Santaris Pharma this week announced that it has completed patient enrollment in a phase II trial of its microRNA-targeting hepatitis C treatment miravirsin, and that it has begun enrollment in a new phase II study of the drug.
The news comes just a few months after Santaris published the results of an earlier phase II study in the New England Journal of Medicine.
Despite the progress with miravirsin, the company is not yet making plans to move the compound into pivotal human trials, according to Santaris CMO Michael Hodges. "We're not jumping into phase III after these two ongoing studies," he said.
Such a move will require further dose-ranging work, he told Gene Silencing News, and potentially additional phase II studies testing miravirsin's activity in patients with HCV genotypes not examined in previous trials — "for example, genotype 3 and genotype 4, which historically have been hard to treat."
Miravirsen is a locked nucleic acid-modified phosphorothioate antisense oligo that inhibits miR-122, a liver-expressed miRNA shown to play a role in HCV replication. The subcutaneously administered drug is the first miRNA antagonist to enter human studies and is Santaris' most advanced product candidate.

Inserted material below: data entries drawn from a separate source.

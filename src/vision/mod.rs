/// Vision module
///
/// Pixel-level processing for ball detection: color segmentation into a
/// binary mask, and connected-component blob extraction over that mask.
/// Everything here is a pure function of its inputs; the decision logic
/// lives in `detection`.

pub mod blob;
pub mod color;

// Re-export commonly used types
pub use blob::{extract_blobs, Blob};
pub use color::{ball_mask, rgb_to_hsv, Hsv, HsvRange};
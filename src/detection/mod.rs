/// Detection module
///
/// Decision logic for the per-frame pipeline.
///
/// ## Architecture
///
/// ```text
/// FramePipeline
///   ├── ball_mask (color segmentation)
///   ├── extract_blobs (connected components)
///   ├── EventDecider
///   │     └── ZoneClassifier (Goal > Handball > Neutral)
///   ├── MatchState mutation (Scoreboard, FreezeFrame)
///   └── OverlayComposer (marks + label plan)
/// ```
///
/// ## Usage
///
/// ```rust,ignore
/// use var_vision::{Config, FramePipeline, MatchState};
///
/// let config = Config::load()?;
/// config.validate()?;
///
/// let pipeline = FramePipeline::new(&config);
/// let mut state = MatchState::new(&config);
///
/// let output = pipeline.process(&mut state, frame, std::time::Instant::now());
/// println!("{}", output.event.banner());
/// ```

pub mod decider;
pub mod pipeline;
pub mod zones;

// Re-export commonly used types
pub use decider::{EventDecider, FrameEvent};
pub use pipeline::{FrameOutput, FramePipeline, MatchState};
pub use zones::{Zone, ZoneClassifier};
//! Braintree-shaped payment endpoints. The gateway is simulated, but the
//! token and transaction envelopes match what the real one returns.

use std::sync::atomic::Ordering;
use std::sync::Arc;

use axum::extract::{Path, State};
use axum::http::HeaderMap;
use axum::Json;
use serde_json::{json, Value};

use storefront_sdk::models::PaymentRequest;

use crate::error::AppError;
use crate::routes::require_bearer;
use crate::state::AppState;

/// `GET /braintree/getToken/{user_id}`.
pub async fn token(
    State(_state): State<Arc<AppState>>,
    Path(user_id): Path<String>,
    headers: HeaderMap,
) -> Result<Json<Value>, AppError> {
    require_bearer(&headers)?;
    Ok(Json(json!({
        "clientToken": format!("sandbox-client-token-{user_id}"),
        "success": true,
    })))
}

/// `POST /braintree/payment/{user_id}`. Every nonce settles successfully.
pub async fn pay(
    State(state): State<Arc<AppState>>,
    Path(_user_id): Path<String>,
    headers: HeaderMap,
    Json(payment): Json<PaymentRequest>,
) -> Result<Json<Value>, AppError> {
    require_bearer(&headers)?;
    let serial = state.transactions.fetch_add(1, Ordering::Relaxed) + 1;
    Ok(Json(json!({
        "success": true,
        "transaction": {
            "id": format!("txn-{serial:04}"),
            "status": "submitted_for_settlement",
            "amount": payment.amount,
        },
    })))
}
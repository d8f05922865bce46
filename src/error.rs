use std::fmt;

use serde::{Deserialize, Serialize};

/// Internal error type for request plumbing. Crate-private: the public
/// surface normalizes every failure into an [`ApiError`] sentinel.
#[derive(Debug, thiserror::Error)]
pub(crate) enum StorefrontError {
    #[error("HTTP error: {0}")]
    Http(#[from] reqwest::Error),

    #[error("unexpected status: {0}")]
    Status(reqwest::StatusCode),

    #[error("JSON error: {0}")]
    Json(#[from] serde_json::Error),

    #[error("empty response body")]
    EmptyBody,

    #[error("server error: {0}")]
    Api(String),
}

pub(crate) type Result<T> = std::result::Result<T, StorefrontError>;

/// The uniform error sentinel every client operation resolves to on
/// failure: a single human-readable message, shaped on the wire as
/// `{"error": "..."}`.
///
/// Transport failures and unexpected statuses carry an operation-specific
/// fixed message; application errors carry the server's own string; an
/// absent body carries `"No response from server"`. Callers distinguish
/// them only by content, never structurally.
#[derive(Debug, Clone, PartialEq, Eq, Serialize, Deserialize)]
pub struct ApiError {
    pub error: String,
}

impl ApiError {
    pub fn new(message: impl Into<String>) -> Self {
        ApiError {
            error: message.into(),
        }
    }
}

impl fmt::Display for ApiError {
    fn fmt(&self, f: &mut fmt::Formatter<'_>) -> fmt::Result {
        write!(f, "{}", self.error)
    }
}

impl std::error::Error for ApiError {}

/// Result alias for every public client operation.
pub type ApiResult<T> = std::result::Result<T, ApiError>;
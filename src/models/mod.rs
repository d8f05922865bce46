pub mod order;
pub mod product;
pub mod user;

pub use order::*;
pub use product::*;
pub use user::*;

In 2010, following the completion of phase I trials, including one that combined miravirsen with the direct-acting antiviral telaprevir, Santaris launched a phase IIa study examining multiple ascending doses of its drug — 3 mg/kg, 5 mg/kg, and 7 mg/kg — in 36 treatment-naive subjects with chronic HCV genotype 1 infection.
As reported earlier this year in NEJM, patients receiving the drug showed prolonged, dose-dependent reductions in HCV RNA levels with no dose-limited adverse events or escape mutations in the miR-122 binding sites of the virus' genome.

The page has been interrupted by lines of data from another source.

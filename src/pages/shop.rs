//! Shop page: composed category/price filters with skip/limit pagination.

use crate::error::ApiResult;
use crate::models::{Category, PagedProducts, Product, ProductFilters};
use crate::pages::RequestToken;
use crate::prices::price_range_for;
use crate::view::{PageChrome, SHOP_CHROME};
use crate::{config, StorefrontClient};

// ---------------------------------------------------------------------------
// PageMode
// ---------------------------------------------------------------------------

/// How a fetched page lands in the result grid.
#[derive(Debug, Clone, Copy, PartialEq, Eq)]
pub enum PageMode {
    /// First page for the current filters: replaces the grid.
    Replace,
    /// Load-more page: appends after the existing results and advances
    /// `skip` by `limit`.
    Append,
}

// ---------------------------------------------------------------------------
// ShopPage
// ---------------------------------------------------------------------------

/// State container for the shop page.
///
/// Category and price selections compose into one [`ProductFilters`];
/// changing either dimension replaces it wholesale, resets `skip` to 0 and
/// refetches the first page, superseding any fetch still in flight.
/// `size` is the server-reported length of the last page and gates the
/// load-more control.
pub struct ShopPage<'a> {
    client: &'a StorefrontClient,
    categories: Vec<Category>,
    filters: ProductFilters,
    results: Vec<Product>,
    limit: u32,
    skip: u32,
    size: u32,
    error: Option<String>,
    epoch: u64,
}

impl<'a> ShopPage<'a> {
    pub fn new(client: &'a StorefrontClient) -> Self {
        Self {
            client,
            categories: Vec::new(),
            filters: ProductFilters::default(),
            results: Vec::new(),
            limit: config::PAGE_SIZE,
            skip: 0,
            size: 0,
            error: None,
            epoch: 0,
        }
    }

    /// Load the category sidebar and the first unfiltered page.
    pub fn init(&mut self) {
        self.load_categories();
        self.refetch();
    }

    /// Fetch the sidebar's category list.
    pub fn load_categories(&mut self) {
        match self.client.catalog().get_categories() {
            Ok(categories) => self.categories = categories,
            Err(err) => {
                self.categories.clear();
                self.error = Some(err.error);
            }
        }
    }

    // -- Filter changes ----------------------------------------------------

    /// Replace the category dimension with the checklist's full selection
    /// and refetch from the first page.
    pub fn set_category_filter(&mut self, category_ids: Vec<String>) {
        self.filters.category = category_ids;
        self.filters_changed();
    }

    /// Resolve a price bucket id through the fixture and replace the price
    /// dimension with its range (unmatched ids resolve to no constraint),
    /// then refetch from the first page.
    pub fn set_price_bucket(&mut self, bucket_id: u32) {
        self.filters.price = price_range_for(bucket_id);
        self.filters_changed();
    }

    fn filters_changed(&mut self) {
        self.epoch += 1;
        self.skip = 0;
        self.refetch();
    }

    fn refetch(&mut self) {
        let token = self.request_token();
        let outcome = self
            .client
            .catalog()
            .get_filtered_products(self.skip, self.limit, &self.filters);
        self.apply_page(token, outcome, PageMode::Replace);
    }

    // -- Pagination --------------------------------------------------------

    /// Whether the load-more control is shown: the last page came back
    /// full, so at least one more page probably exists. Exact-boundary
    /// endings can show the button once too often; the follow-up fetch
    /// then comes back empty.
    pub fn can_load_more(&self) -> bool {
        self.size > 0 && self.size >= self.limit
    }

    /// Fetch the next page and append it after the existing results.
    pub fn load_more(&mut self) {
        let token = self.request_token();
        let outcome = self.client.catalog().get_filtered_products(
            self.skip + self.limit,
            self.limit,
            &self.filters,
        );
        self.apply_page(token, outcome, PageMode::Append);
    }

    // -- Outcome application -----------------------------------------------

    /// Mint a token for a fetch about to be issued against the current
    /// filter state.
    pub fn request_token(&self) -> RequestToken {
        RequestToken(self.epoch)
    }

    /// Apply a fetched page. Returns `false` without touching any state
    /// when the token was superseded by a later filter change.
    ///
    /// On success a `Replace` page becomes the grid and an `Append` page
    /// extends it and advances `skip`; both record the page's reported
    /// `size`. On failure a `Replace` clears the grid and zeroes `size`
    /// while an `Append` leaves results and pagination untouched; both
    /// write the error slot.
    pub fn apply_page(
        &mut self,
        token: RequestToken,
        outcome: ApiResult<PagedProducts>,
        mode: PageMode,
    ) -> bool {
        if token.0 != self.epoch {
            tracing::debug!("discarding superseded shop page");
            return false;
        }
        match (outcome, mode) {
            (Ok(page), PageMode::Replace) => {
                self.results = page.data;
                self.size = page.size;
            }
            (Ok(page), PageMode::Append) => {
                self.results.extend(page.data);
                self.size = page.size;
                self.skip += self.limit;
            }
            (Err(err), PageMode::Replace) => {
                self.error = Some(err.error);
                self.results.clear();
                self.size = 0;
            }
            (Err(err), PageMode::Append) => {
                self.error = Some(err.error);
            }
        }
        true
    }

    // -- Accessors ---------------------------------------------------------

    pub fn categories(&self) -> &[Category] {
        &self.categories
    }

    pub fn filters(&self) -> &ProductFilters {
        &self.filters
    }

    pub fn results(&self) -> &[Product] {
        &self.results
    }

    pub fn skip(&self) -> u32 {
        self.skip
    }

    pub fn limit(&self) -> u32 {
        self.limit
    }

    pub fn size(&self) -> u32 {
        self.size
    }

    pub fn error(&self) -> Option<&str> {
        self.error.as_deref()
    }

    /// Placeholder shown in place of an empty grid.
    pub fn placeholder(&self) -> Option<&'static str> {
        self.results.is_empty().then_some("No products found")
    }

    pub fn chrome(&self) -> PageChrome {
        SHOP_CHROME
    }
}
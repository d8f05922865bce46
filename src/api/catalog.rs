//! Product and category operations.

use serde_json::json;

use crate::api::decode;
use crate::config;
use crate::error::ApiResult;
use crate::models::{Category, PagedProducts, Product, ProductFilters, ProductSort, SearchQuery};
use crate::StorefrontClient;

// ---------------------------------------------------------------------------
// CatalogApi
// ---------------------------------------------------------------------------

/// Catalog interface: listings, filtered pages, search and single reads.
pub struct CatalogApi<'a> {
    client: &'a StorefrontClient,
}

impl<'a> CatalogApi<'a> {
    /// Create a new `CatalogApi` bound to the given client.
    pub fn new(client: &'a StorefrontClient) -> Self {
        Self { client }
    }

    // -- Listings ----------------------------------------------------------

    /// Top products for a sort key: `GET /products?sortBy&order=desc&limit=6`.
    pub fn get_products(&self, sort_by: ProductSort) -> ApiResult<Vec<Product>> {
        let transport = self.client.transport();
        let request = transport
            .get("/products")
            .query(&[("sortBy", sort_by.key()), ("order", "desc")])
            .query(&[("limit", config::PAGE_SIZE)]);
        decode(transport.execute(request), "Failed to fetch products")
    }

    /// All categories: `GET /categories`.
    pub fn get_categories(&self) -> ApiResult<Vec<Category>> {
        let transport = self.client.transport();
        let request = transport.get("/categories");
        decode(transport.execute(request), "Failed to fetch categories")
    }

    /// One page of filtered results: `POST /products/by/search` with body
    /// `{limit, skip, filters}`.
    pub fn get_filtered_products(
        &self,
        skip: u32,
        limit: u32,
        filters: &ProductFilters,
    ) -> ApiResult<PagedProducts> {
        let transport = self.client.transport();
        let body = json!({ "limit": limit, "skip": skip, "filters": filters });
        let request = transport.post("/products/by/search").json(&body);
        decode(
            transport.execute(request),
            "Failed to fetch filtered products",
        )
    }

    // -- Search ------------------------------------------------------------

    /// Free-text search: `GET /products/search?<query>`.
    pub fn list(&self, query: &SearchQuery) -> ApiResult<Vec<Product>> {
        let transport = self.client.transport();
        let request = transport.get("/products/search").query(query);
        decode(transport.execute(request), "Failed to fetch search results")
    }

    // -- Single product ----------------------------------------------------

    /// Single product by id: `GET /product/{id}`.
    pub fn read(&self, product_id: &str) -> ApiResult<Product> {
        let transport = self.client.transport();
        let request = transport.get(&format!("/product/{}", product_id));
        decode(transport.execute(request), "Failed to fetch product")
    }

    /// Products sharing the given product's category:
    /// `GET /products/related/{id}`.
    pub fn list_related(&self, product_id: &str) -> ApiResult<Vec<Product>> {
        let transport = self.client.transport();
        let request = transport.get(&format!("/products/related/{}", product_id));
        decode(
            transport.execute(request),
            "Failed to fetch related products",
        )
    }
}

In 2012, the company initiated another phase II study, this one testing nine doses of miravirsen alone in 10 chronically infected HCV genotype 1 patients who had not responded to previous treatment with pegylated interferon alpha and ribavirin. Subjects in the trial receive five weekly doses at 7 mg/kg, then four biweekly doses at 5 mg/kg.
According to Hodges, Santaris has now completed enrollment in this study, putting the firm on track to release data as early as November at the American Association for the Study of Liver Diseases' annual Liver Meeting.

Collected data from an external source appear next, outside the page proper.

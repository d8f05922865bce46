//! In-memory catalog backing the API, loaded from a JSON seed at startup.

use std::cmp::Ordering;
use std::fs;
use std::path::Path;

use serde::Deserialize;
use thiserror::Error;

use storefront_sdk::models::{Category, PagedProducts, Product, ProductFilters};

// ---------------------------------------------------------------------------
// SeedError
// ---------------------------------------------------------------------------

#[derive(Debug, Error)]
pub enum SeedError {
    #[error("failed to read seed file: {0}")]
    Io(#[from] std::io::Error),
    #[error("failed to parse seed file: {0}")]
    Json(#[from] serde_json::Error),
}

// ---------------------------------------------------------------------------
// Catalog
// ---------------------------------------------------------------------------

#[derive(Debug, Deserialize)]
pub struct Catalog {
    categories: Vec<Category>,
    products: Vec<Product>,
}

impl Catalog {
    pub fn load(path: &Path) -> Result<Catalog, SeedError> {
        let raw = fs::read_to_string(path)?;
        let catalog = serde_json::from_str(&raw)?;
        Ok(catalog)
    }

    pub fn categories(&self) -> &[Category] {
        &self.categories
    }

    pub fn products(&self) -> &[Product] {
        &self.products
    }

    /// Products ordered by `sort_by`, reversed when `order` is `desc`.
    pub fn sorted(&self, sort_by: &str, order: &str, limit: usize) -> Vec<Product> {
        let mut products = self.products.clone();
        products.sort_by(|a, b| compare(a, b, sort_by));
        if order == "desc" {
            products.reverse();
        }
        products.truncate(limit);
        products
    }

    /// One page of products matching `filters`; `size` is the page length.
    pub fn page(&self, skip: usize, limit: usize, filters: &ProductFilters) -> PagedProducts {
        let data: Vec<Product> = self
            .products
            .iter()
            .filter(|product| matches_filters(product, filters))
            .skip(skip)
            .take(limit)
            .cloned()
            .collect();
        let size = data.len() as u32;
        PagedProducts { data, size }
    }

    /// Case-insensitive substring match over name and description, scoped to
    /// `category` unless it is absent, blank, or the `All` sentinel.
    pub fn search(&self, needle: &str, category: Option<&str>) -> Vec<Product> {
        let needle = needle.to_lowercase();
        self.products
            .iter()
            .filter(|product| {
                product.name.to_lowercase().contains(&needle)
                    || product.description.to_lowercase().contains(&needle)
            })
            .filter(|product| match category {
                Some(id) if !id.is_empty() && id != "All" => product.category.id == id,
                _ => true,
            })
            .cloned()
            .collect()
    }

    pub fn read(&self, product_id: &str) -> Option<&Product> {
        self.products.iter().find(|product| product.id == product_id)
    }

    /// Other products in the same category, or `None` for an unknown id.
    pub fn related(&self, product_id: &str, limit: usize) -> Option<Vec<Product>> {
        let product = self.read(product_id)?;
        let related = self
            .products
            .iter()
            .filter(|other| other.id != product_id && other.category.id == product.category.id)
            .take(limit)
            .cloned()
            .collect();
        Some(related)
    }
}

fn compare(a: &Product, b: &Product, sort_by: &str) -> Ordering {
    match sort_by {
        "sold" => a.sold.cmp(&b.sold),
        "createdAt" => a.created_at.cmp(&b.created_at),
        "price" => a.price.cmp(&b.price),
        "name" => a.name.cmp(&b.name),
        _ => a.id.cmp(&b.id),
    }
}

fn matches_filters(product: &Product, filters: &ProductFilters) -> bool {
    if !filters.category.is_empty() && !filters.category.contains(&product.category.id) {
        return false;
    }
    if let [min, max, ..] = filters.price[..] {
        if product.price < min || product.price > max {
            return false;
        }
    }
    true
}
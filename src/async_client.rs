//! Async wrapper around [`StorefrontClient`] for use in async runtimes
//! (Tokio, etc.).
//!
//! Runs all client operations on a blocking thread pool via
//! [`tokio::task::spawn_blocking`], keeping the async event loop free.
//! The blocking `reqwest` client must not be driven from an async context
//! directly, so construction happens on the blocking pool as well.
//!
//! # Example
//!
//! ```no_run
//! use storefront_sdk::models::ProductSort;
//! use storefront_sdk::AsyncStorefrontClient;
//!
//! #[tokio::main]
//! async fn main() {
//!     let client = AsyncStorefrontClient::builder().build().await.unwrap();
//!
//!     // Run any sync client operation via closure
//!     let arrivals = client
//!         .run(|c| c.catalog().get_products(ProductSort::CreatedAt))
//!         .await
//!         .unwrap();
//!
//!     // Or use a convenience method
//!     let categories = client.get_categories().await.unwrap();
//! }
//! ```

use std::sync::Arc;
use std::time::Duration;

use serde_json::Value;

use crate::error::{ApiError, ApiResult};
use crate::models::{
    Category, PagedProducts, Product, ProductFilters, ProductSort, SearchQuery, SignupRequest,
};
use crate::{config, StorefrontClient};

// ---------------------------------------------------------------------------
// AsyncStorefrontClientBuilder
// ---------------------------------------------------------------------------

/// Builder for configuring and constructing an [`AsyncStorefrontClient`].
pub struct AsyncStorefrontClientBuilder {
    api_base: Option<String>,
    timeout: Duration,
}

impl Default for AsyncStorefrontClientBuilder {
    fn default() -> Self {
        Self {
            api_base: None,
            timeout: config::DEFAULT_TIMEOUT,
        }
    }
}

impl AsyncStorefrontClientBuilder {
    /// Override the API base URL.
    pub fn api_base(mut self, url: impl Into<String>) -> Self {
        self.api_base = Some(url.into());
        self
    }

    /// Set the HTTP request timeout.
    pub fn timeout(mut self, timeout: Duration) -> Self {
        self.timeout = timeout;
        self
    }

    /// Build the async client. Construction runs on the blocking thread
    /// pool so the blocking HTTP client is never created on an async
    /// worker thread.
    pub async fn build(self) -> ApiResult<AsyncStorefrontClient> {
        tokio::task::spawn_blocking(move || {
            let mut builder = StorefrontClient::builder();
            if let Some(url) = self.api_base {
                builder = builder.api_base(url);
            }
            let client = builder.timeout(self.timeout).build();
            Ok(AsyncStorefrontClient {
                inner: Arc::new(client),
            })
        })
        .await
        .map_err(|e| ApiError::new(format!("Task join error: {e}")))?
    }
}

// ---------------------------------------------------------------------------
// AsyncStorefrontClient
// ---------------------------------------------------------------------------

/// Async wrapper around [`StorefrontClient`].
///
/// All operations are dispatched to a blocking thread pool via
/// [`tokio::task::spawn_blocking`]. The underlying client takes `&self`
/// everywhere, so it is shared plainly behind an [`Arc`].
pub struct AsyncStorefrontClient {
    inner: Arc<StorefrontClient>,
}

impl AsyncStorefrontClient {
    /// Create a new builder for configuring the async client.
    pub fn builder() -> AsyncStorefrontClientBuilder {
        AsyncStorefrontClientBuilder::default()
    }

    /// Run a sync client operation on the blocking thread pool.
    ///
    /// The closure receives an `&StorefrontClient` reference and should
    /// return an `ApiResult<T>`.
    ///
    /// # Example
    ///
    /// ```no_run
    /// # use storefront_sdk::AsyncStorefrontClient;
    /// # async fn example() -> storefront_sdk::ApiResult<()> {
    /// # let client = AsyncStorefrontClient::builder().build().await?;
    /// let product = client.run(|c| c.catalog().read("42")).await?;
    /// # Ok(())
    /// # }
    /// ```
    pub async fn run<F, T>(&self, f: F) -> ApiResult<T>
    where
        F: FnOnce(&StorefrontClient) -> ApiResult<T> + Send + 'static,
        T: Send + 'static,
    {
        let client = self.inner.clone();
        tokio::task::spawn_blocking(move || f(&client))
            .await
            .map_err(|e| ApiError::new(format!("Task join error: {e}")))?
    }

    // -- Convenience wrappers ----------------------------------------------

    /// Top products for a sort key, asynchronously.
    pub async fn get_products(&self, sort_by: ProductSort) -> ApiResult<Vec<Product>> {
        self.run(move |c| c.catalog().get_products(sort_by)).await
    }

    /// All categories, asynchronously.
    pub async fn get_categories(&self) -> ApiResult<Vec<Category>> {
        self.run(|c| c.catalog().get_categories()).await
    }

    /// One page of filtered results, asynchronously.
    pub async fn get_filtered_products(
        &self,
        skip: u32,
        limit: u32,
        filters: &ProductFilters,
    ) -> ApiResult<PagedProducts> {
        let filters = filters.clone();
        self.run(move |c| c.catalog().get_filtered_products(skip, limit, &filters))
            .await
    }

    /// Free-text search, asynchronously.
    pub async fn list(&self, query: &SearchQuery) -> ApiResult<Vec<Product>> {
        let query = query.clone();
        self.run(move |c| c.catalog().list(&query)).await
    }

    /// Single product by id, asynchronously.
    pub async fn read(&self, product_id: &str) -> ApiResult<Product> {
        let product_id = product_id.to_string();
        self.run(move |c| c.catalog().read(&product_id)).await
    }

    /// Register an account, asynchronously.
    pub async fn signup(&self, request: &SignupRequest) -> ApiResult<Value> {
        let request = request.clone();
        self.run(move |c| c.auth().signup(&request)).await
    }
}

Should Santaris not have the data ready in time for this conference, it is aiming to present them at the European Association for the Study of the Liver's International Liver Congress in April 2014, he noted.
Hodges stressed that it is too soon to draw conclusions about the outcome of the ongoing trial, but said that thus far, "the results are looking encouraging."
Meanwhile, Santaris has just kicked off a third phase II trial that will enroll up to 20 chronically infected HCV genotype 1 patients who have failed previous treatment. In addition to telaprevir and ribavirin, study subjects will receive either five weekly doses of miravirsen at 7 mg/kg, followed by six biweekly doses at 5 mg/kg; or five weekly doses of the drug followed by three monthly doses, all at 7 mg/kg.
In addition to testing whether the drug cocktail can trigger a sustained virological response, a key measure of the new study will be whether miravirsen can help prevent viral resistance, Hodges said.
While Santaris believes that miravirsen could possibly be positioned as a monotherapy, the company's primary goal is to bring it to market as the "backbone" to salvage therapy, combining it with one or two other direct-acting antiviral agents in this hard-to-treat population.
He said that initial data from this study could also be available by next year's International Liver Congress, but added that Santaris isn't necessarily waiting until then before starting additional clinical trials for miravirsen.
However, the next few steps for the drug will not be in phase III, as Santaris still needs to gather additional phase II data, he cautioned.
Hodges hinted that the company may also be hoping to land a partnership with a bigger company before taking the plunge into pivotal studies.
"We believe the data from these two ongoing [phase II] studies would be enough to entice partners to the table for discussion," he said. "Whether that is enough for actually signing on the paper [to complete a deal] is yet to be seen."
At one point, Santaris had been close to inking an agreement for its HCV drug with GlaxoSmithKline, which had picked up an option to miravirsen as part of a broader collaboration to develop LNA-based antivirals (GSN 12/20/2007).
However, GlaxoSmithKline ultimately let the option expire, choosing instead to link up with Regulus Therapeutics, which is developing its own miR-122-target drugs for HCV (GSN 2/25/2010). Notably, Regulus recently announced that GlaxoSmithKline had passed on the first compound to come out of that effort, although the alliance remains in effect (GSN 5/16/2013).